Reputation: 2988
Is there anyway to get the horizontal position(pixel) and vertical position(pixel) of a Run element in a FlowDocument?
Edit: All i need to do is scroll to that position and make it the top line of the FlowDocument.
Upvotes: 0
Views: 1256
Reputation: 597
It may be late but i still want to share the way i DID it in WPF. You need an offset to do so.
As the above said: Flow gave you:
flow.ScrollToHome(); // Bottom
But also gave: ScrollToVerticalOffset (get from Rect)
if you have index (offset of the char/line) - you can find it in you saved data or get the TextPointer with flow.Selection.Start/End
TextPointer t_st = flow.Selection.Start;
double offset = flow.Document.ContentStart.GetOffsetToPosition(t_st);
private void gotoOffset(double offset)
{
TextPointer myTextPointer1 = flow.Document.ContentStart.GetPositionAtOffset((int)offset);
flow.Selection.Select(myTextPointer1, myTextPointer1);
flow.Focus();
Rect screenPos2 = myTextPointer1.GetCharacterRect(LogicalDirection.Forward);
double offset2 = screenPos2.Top;
Thread.Sleep(100);
flow.ScrollToVerticalOffset(offset2);
flow.Focus();
}
As the code above, We get the Rect from TextPointer, the Textpointer and get from Offset. The focus just to make sure to place the cursor in right place.
Sometime the issue happen when you jump to many offset.
I recomment to trigger flow.ScrollToHome();
Before jump (because this ScrollToVerticalOffset true from the start, not any line)
Upvotes: 0
Reputation: 3404
To Answer Your Question
The code needed to get the position of a content element in a document is all internal to .NET and not publically exposed. You would need access to an IContentHost implementation, which the built-in document viewers do not publically expose. So, there is no supported way to do what you are asking.
To Solve Your Actual Problem
There is a way to achieve your desired result of scrolling the element to the top of the view. What you want to do is scroll to the end of the document, then call BringIntoView on the element you want to have at the top.
There are multiple ways a FlowDocument can be displayed in an application. How you handle the scrolling depends on which control you are using to present the FlowDocument
.
RichTextBox
, use the ScrollToEnd method.In a FlowDocumentScrollViewer
, you will need to get its internal ScrollViewer and call ScrollToBottom on it. (You have to wait until the control is loaded before you can get a template part from it.)
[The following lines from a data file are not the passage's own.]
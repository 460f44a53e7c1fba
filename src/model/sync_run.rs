//! Sync run model.
//!
//! One [`SyncRun`] is created per orchestrated run and appended to the
//! sync journal. Runs are never mutated after creation.

use serde::{Deserialize, Serialize};

/// Which halves of a run were executed.
#[derive(Debug, Clone, Copy, Default, PartialEq, Eq, Serialize, Deserialize)]
#[serde(rename_all = "snake_case")]
pub enum SyncDirection {
    /// Remote → local only.
    Pull,
    /// Local → remote only.
    Push,
    /// Pull every table, then push every table.
    #[default]
    Bidirectional,
}

impl SyncDirection {
    /// Storage representation.
    #[must_use]
    pub const fn as_str(&self) -> &'static str {
        match self {
            Self::Pull => "pull",
            Self::Push => "push",
            Self::Bidirectional => "bidirectional",
        }
    }

    /// Whether this direction includes the pull phase.
    #[must_use]
    pub const fn pulls(&self) -> bool {
        matches!(self, Self::Pull | Self::Bidirectional)
    }

    /// Whether this direction includes the push phase.
    #[must_use]
    pub const fn pushes(&self) -> bool {
        matches!(self, Self::Push | Self::Bidirectional)
    }
}

impl std::fmt::Display for SyncDirection {
    fn fmt(&self, f: &mut std::fmt::Formatter<'_>) -> std::fmt::Result {
        f.write_str(self.as_str())
    }
}

impl std::str::FromStr for SyncDirection {
    type Err = String;

    fn from_str(s: &str) -> Result<Self, Self::Err> {
        match s {
            "pull" => Ok(Self::Pull),
            "push" => Ok(Self::Push),
            "bidirectional" | "both" => Ok(Self::Bidirectional),
            _ => Err(format!("Unknown sync direction: {s}")),
        }
    }
}

/// Outcome of a run as recorded in the journal.
#[derive(Debug, Clone, Copy, PartialEq, Eq, Serialize, Deserialize)]
#[serde(rename_all = "snake_case")]
pub enum RunStatus {
    /// Every table replicated without error.
    Success,
    /// The run finished but some tables or schema steps failed.
    Partial,
    /// The run aborted.
    Error,
}

impl RunStatus {
    /// Storage representation.
    #[must_use]
    pub const fn as_str(&self) -> &'static str {
        match self {
            Self::Success => "success",
            Self::Partial => "partial",
            Self::Error => "error",
        }
    }
}

impl std::fmt::Display for RunStatus {
    fn fmt(&self, f: &mut std::fmt::Formatter<'_>) -> std::fmt::Result {
        f.write_str(self.as_str())
    }
}

impl std::str::FromStr for RunStatus {
    type Err = String;

    fn from_str(s: &str) -> Result<Self, Self::Err> {
        match s {
            "success" => Ok(Self::Success),
            "partial" => Ok(Self::Partial),
            "error" => Ok(Self::Error),
            _ => Err(format!("Unknown run status: {s}")),
        }
    }
}

/// A journaled sync run.
#[derive(Debug, Clone, PartialEq, Eq, Serialize, Deserialize)]
pub struct SyncRun {
    /// Unique identifier (`run_` + UUID fragment).
    pub id: String,

    /// When the run finished (Unix milliseconds).
    pub timestamp: i64,

    /// Direction actually executed.
    pub direction: SyncDirection,

    /// Overall outcome.
    pub status: RunStatus,

    /// Rows pulled across all tables.
    pub records_pulled: u64,

    /// Rows pushed across all tables.
    pub records_pushed: u64,

    /// Pull-time conflicts detected.
    pub conflicts: u64,

    /// Error (or joined warnings) for non-successful runs.
    pub error_message: Option<String>,

    /// Wall-clock duration of the run.
    pub duration_ms: i64,

    /// Identity of the installation that ran the sync.
    pub username: Option<String>,
}

impl SyncRun {
    /// Create a run record stamped with the current time and a fresh ID.
    #[must_use]
    pub fn new(direction: SyncDirection, status: RunStatus) -> Self {
        Self {
            id: format!("run_{}", &uuid::Uuid::new_v4().simple().to_string()[..12]),
            timestamp: chrono::Utc::now().timestamp_millis(),
            direction,
            status,
            records_pulled: 0,
            records_pushed: 0,
            conflicts: 0,
            error_message: None,
            duration_ms: 0,
            username: None,
        }
    }
}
private void MyControl_Loaded(object sender, RoutedEventArgs e)
{
mScrollViewer = mViewer.Template.FindName("PART_ContentHost", mViewer) as ScrollViewer;
}
In a FlowDocumentReader
, the process is a bit more complex.
When the control is loaded, register for changes to the ViewingMode property and run the handler once to account for the starting value:
private void MyControl_Loaded(object sender, RoutedEventArgs e)
{
var descriptor = DependencyPropertyDescriptor.FromProperty(FlowDocumentReader.ViewingModeProperty, typeof(FlowDocumentReader));
descriptor.AddValueChanged(mReader, (s, a) => Reader_ViewModeChanged());
Reader_ViewModeChanged();
}
In the handler, dig in to find the ScrollViewer
. It will only be present when the ViewingMode
is set to Scroll
:
private void Reader_ViewModeChanged()
{
mScrollViewer = null;
if (mReader.ViewingMode == FlowDocumentReaderViewingMode.Scroll)
{
var contentHost = mReader.Template.FindName("PART_ContentHost", mReader) as DependencyObject;
if (contentHost != null && VisualTreeHelper.GetChildrenCount(contentHost) > 0)
{
var documentScrollViewer = VisualTreeHelper.GetChild(contentHost, 0) as FlowDocumentScrollViewer;
if (documentScrollViewer != null)
{
documentScrollViewer.ApplyTemplate();
mScrollViewer = documentScrollViewer.Template.FindName("PART_ContentHost", documentScrollViewer) as ScrollViewer;
}
}
}
}
Once you have the ScrollViewer
, you can call ScrollToBottom on it when desired.
Now, scroll to the bottom of the document, then call BringIntoView on your Run
, and it should be at the top of the view.
Upvotes: 2
Reputation: 45096
Does not bring it to the top but just call BringIntoView on the Run. Save a reference to the Run.